I used to work in the Nevada desert and I was amazed how well evaporative (swamp) coolers work to lower air temperature. They were so much less expensive to run than refrigerated air conditioners. All you need is water flow over a substrate, air flow, and an air temperature to dew point gradient; the latent heat of evaporation does the rest. Honey bees have most likely been utilizing these principles for millions of years – the amazing HVAC specialists they are.
Hive3 of Ed showed a temperature excursion over 100F (38C) for about 1 1/2 hours at the beginning of the heat wave (June 26 around 2pm), but those levels never returned even as temperature rose. Instrument capability might also have played a role as data in this period showed some anomalies.

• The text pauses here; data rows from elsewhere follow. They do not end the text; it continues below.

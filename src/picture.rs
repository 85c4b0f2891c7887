// MIT/Apache2 License

use crate::{
    codec::{self, Reader, EOF_TAG, PAINT_TAG, READER_TAG},
    op, Color, DrawOp, Error, Paint, PaintStyle, Surface,
};
use bytes::{BufMut, BytesMut};
use lyon_geom::{Rect, Vector};

/// The first eight bytes of every serialized picture.
pub const PICTURE_MAGIC: &[u8; 8] = b"skiapict";
/// The only format version this crate writes and reads.
pub const PICTURE_VERSION: u32 = 1;

const OP_SIZE_MASK: u32 = 0x00FF_FFFF;
const ANTI_ALIAS_FLAG: u8 = 1;

/// An immutable recording of drawing commands.
#[derive(Debug, Clone, PartialEq)]
pub struct Picture {
    cull_rect: Rect<f32>,
    ops: Vec<DrawOp>,
}

impl Picture {
    #[inline]
    pub(crate) fn new(cull_rect: Rect<f32>, ops: Vec<DrawOp>) -> Self {
        Self { cull_rect, ops }
    }

    /// The bounds this picture was recorded with.
    #[inline]
    pub fn cull_rect(&self) -> Rect<f32> {
        self.cull_rect
    }

    /// The recorded commands, in order.
    #[inline]
    pub fn ops(&self) -> &[DrawOp] {
        &self.ops
    }

    /// Apply every recorded command to `surface`, in order.
    pub fn playback<S: Surface + ?Sized>(&self, surface: &mut S) -> crate::Result {
        self.ops.iter().try_for_each(|op| match op {
            DrawOp::Save => surface.save(),
            DrawOp::Restore => surface.restore(),
            DrawOp::Translate(offset) => surface.translate_by(*offset),
            DrawOp::DrawRect { rect, paint } => surface.draw_rect(*rect, paint),
            DrawOp::DrawAnnotation { rect, key, value } => {
                surface.draw_annotation(*rect, key, value.as_deref())
            }
        })
    }

    /// Encode this picture. The output depends on nothing but the picture itself.
    pub fn serialize(&self) -> crate::Result<Vec<u8>> {
        let mut paints: Vec<Paint> = Vec::new();
        let mut op_data = BytesMut::new();
        for op in &self.ops {
            encode_op(&mut op_data, op, &mut paints)?;
        }

        let mut buf = BytesMut::with_capacity(op_data.len() + 64);
        buf.put_slice(PICTURE_MAGIC);
        buf.put_u32_le(PICTURE_VERSION);
        codec::put_rect(&mut buf, &self.cull_rect);
        buf.put_u8(1);

        buf.put_u32_le(READER_TAG);
        buf.put_u32_le(op_data.len() as u32);
        buf.put_slice(&op_data);

        buf.put_u32_le(PAINT_TAG);
        buf.put_u32_le(paints.len() as u32);
        for paint in &paints {
            encode_paint(&mut buf, paint);
        }

        buf.put_u32_le(EOF_TAG);

        log::trace!(
            "Serialized {} ops and {} paints into {} bytes",
            self.ops.len(),
            paints.len(),
            buf.len()
        );
        Ok(buf.to_vec())
    }

    /// Decode a picture written by `serialize`.
    pub fn deserialize(data: &[u8]) -> crate::Result<Picture> {
        let mut reader = Reader::new(data);
        if reader.bytes(PICTURE_MAGIC.len())? != PICTURE_MAGIC {
            return Err(Error::BadMagic);
        }

        let version = reader.u32()?;
        if version != PICTURE_VERSION {
            return Err(Error::UnsupportedVersion(version));
        }

        let cull_rect = reader.rect()?;
        if reader.u8()? == 0 {
            return Ok(Picture::new(cull_rect, Vec::new()));
        }

        reader.tag(READER_TAG)?;
        let op_len = reader.u32()? as usize;
        let op_data = reader.bytes(op_len)?;

        reader.tag(PAINT_TAG)?;
        let paint_count = reader.u32()? as usize;
        let paints = (0..paint_count)
            .map(|_| decode_paint(&mut reader))
            .collect::<crate::Result<Vec<Paint>>>()?;

        reader.tag(EOF_TAG)?;

        let mut op_reader = Reader::new(op_data);
        let mut ops = Vec::new();
        while !op_reader.is_empty() {
            ops.push(decode_op(&mut op_reader, &paints)?);
        }

        log::trace!("Deserialized {} ops and {} paints", ops.len(), paints.len());
        Ok(Picture::new(cull_rect, ops))
    }
}

fn encode_op(buf: &mut BytesMut, op: &DrawOp, paints: &mut Vec<Paint>) -> crate::Result {
    let start = buf.len();
    // patched once the payload length is known
    buf.put_u32_le(0);

    match op {
        DrawOp::Save | DrawOp::Restore => {}
        DrawOp::Translate(offset) => {
            buf.put_f32_le(offset.x);
            buf.put_f32_le(offset.y);
        }
        DrawOp::DrawRect { rect, paint } => {
            let index = match paints.iter().position(|p| p == paint) {
                Some(index) => index,
                None => {
                    paints.push(*paint);
                    paints.len() - 1
                }
            };
            buf.put_u32_le(index as u32);
            codec::put_rect(buf, rect);
        }
        DrawOp::DrawAnnotation { rect, key, value } => {
            codec::put_rect(buf, rect);
            codec::put_padded(buf, key.as_bytes());
            codec::put_optional(buf, value.as_deref());
        }
    }

    let size = buf.len() - start;
    if size > OP_SIZE_MASK as usize {
        return Err(Error::OpTooLarge(size));
    }

    let header = (u32::from(op.code()) << 24) | size as u32;
    buf[start..start + 4].copy_from_slice(&header.to_le_bytes());
    Ok(())
}

fn decode_op(reader: &mut Reader<'_>, paints: &[Paint]) -> crate::Result<DrawOp> {
    let header = reader.u32()?;
    let code = (header >> 24) as u8;
    let size = (header & OP_SIZE_MASK) as usize;
    if size < 4 {
        return Err(Error::BadOpSize { op: code, size });
    }

    let mut payload = Reader::new(reader.bytes(size - 4)?);
    let op = match code {
        op::SAVE => DrawOp::Save,
        op::RESTORE => DrawOp::Restore,
        op::TRANSLATE => {
            let dx = payload.finite_f32()?;
            let dy = payload.finite_f32()?;
            DrawOp::Translate(Vector::new(dx, dy))
        }
        op::DRAW_RECT => {
            let index = payload.u32()? as usize;
            let paint = *paints.get(index).ok_or(Error::PaintIndex(index))?;
            let rect = payload.rect()?;
            DrawOp::DrawRect { rect, paint }
        }
        op::DRAW_ANNOTATION => {
            let rect = payload.rect()?;
            let key = std::str::from_utf8(payload.padded()?)
                .map_err(|_| Error::InvalidKey)?
                .to_string();
            let value = payload.optional()?.map(<[u8]>::to_vec);
            DrawOp::DrawAnnotation { rect, key, value }
        }
        other => return Err(Error::UnknownOp(other)),
    };

    if payload.is_empty() {
        Ok(op)
    } else {
        Err(Error::BadOpSize { op: code, size })
    }
}

fn encode_paint(buf: &mut BytesMut, paint: &Paint) {
    buf.put_u32_le(paint.color.to_argb());
    buf.put_f32_le(paint.stroke_width);
    buf.put_u8(paint.style.to_byte());
    buf.put_u8(if paint.anti_alias { ANTI_ALIAS_FLAG } else { 0 });
    buf.put_bytes(0, 2);
}

fn decode_paint(reader: &mut Reader<'_>) -> crate::Result<Paint> {
    let color = Color::from_argb(reader.u32()?);
    let stroke_width = reader.finite_f32()?;
    let style = reader.u8()?;
    let style = PaintStyle::from_byte(style).ok_or(Error::BadPaintStyle(style))?;
    let flags = reader.u8()?;
    reader.skip(2)?;

    Ok(Paint {
        color,
        style,
        anti_alias: flags & ANTI_ALIAS_FLAG != 0,
        stroke_width,
    })
}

Mark L. Winston. The Biology of the Honey Bee. 1987. Harvard University Press
Bernd Heinrich and Harald Esch. Thermoregulation in Bees. American Scientist, Vol. 82, No. 2 (MARCH-APRIL 1994), pp. 164-170
Roberts, S. P., & Harrison, J. (1998). Mechanisms of Thermoregulation in Flying Bees. American Zoologist, 38(3), 492-502.
Edward Southwick, The Hive and Honey Bee. 2015 Edition. Chapter: Physiology and Social Physiology of the Honey Bee. Dadant Publication
Placement of the single temperature sensor in the brood chamber may not always have been ideal. Brood nest centers often move so sensor placement can be sub-optimal. In our situations, temperature sensors were deemed to properly placed “in the brood nest” upon initial installment.
Granted, the temperature measurement accuracy of the instruments used in in this study could be greatly improved. The MG hive had a sensor (DHT11) accuracy of +/- 3.6 degrees F. Ed’s hives were better outfitted with a sensor (BME280), accuracy of +/- 1.8 degrees F. Nevertheless, I believe all measurement data is valid at the “gross reality check” level and acceptable for evaluation.
PDX temperature data was provided by the Weather Underground and measured at the Portland International Airport Station. The bee hives measured in this study are located in Beaverton and Hillsboro, about 13 to 16 miles from PDX, respectively. It is possible that temperature data may have differed by a one or two of degrees (F) depending on location. Data was measured and collected by BeeCorders and transmitted to ThingSpeak for storage and graphing.
BeeCorder Hive Monitor: Rev0. Brainchild of Steen Larsen.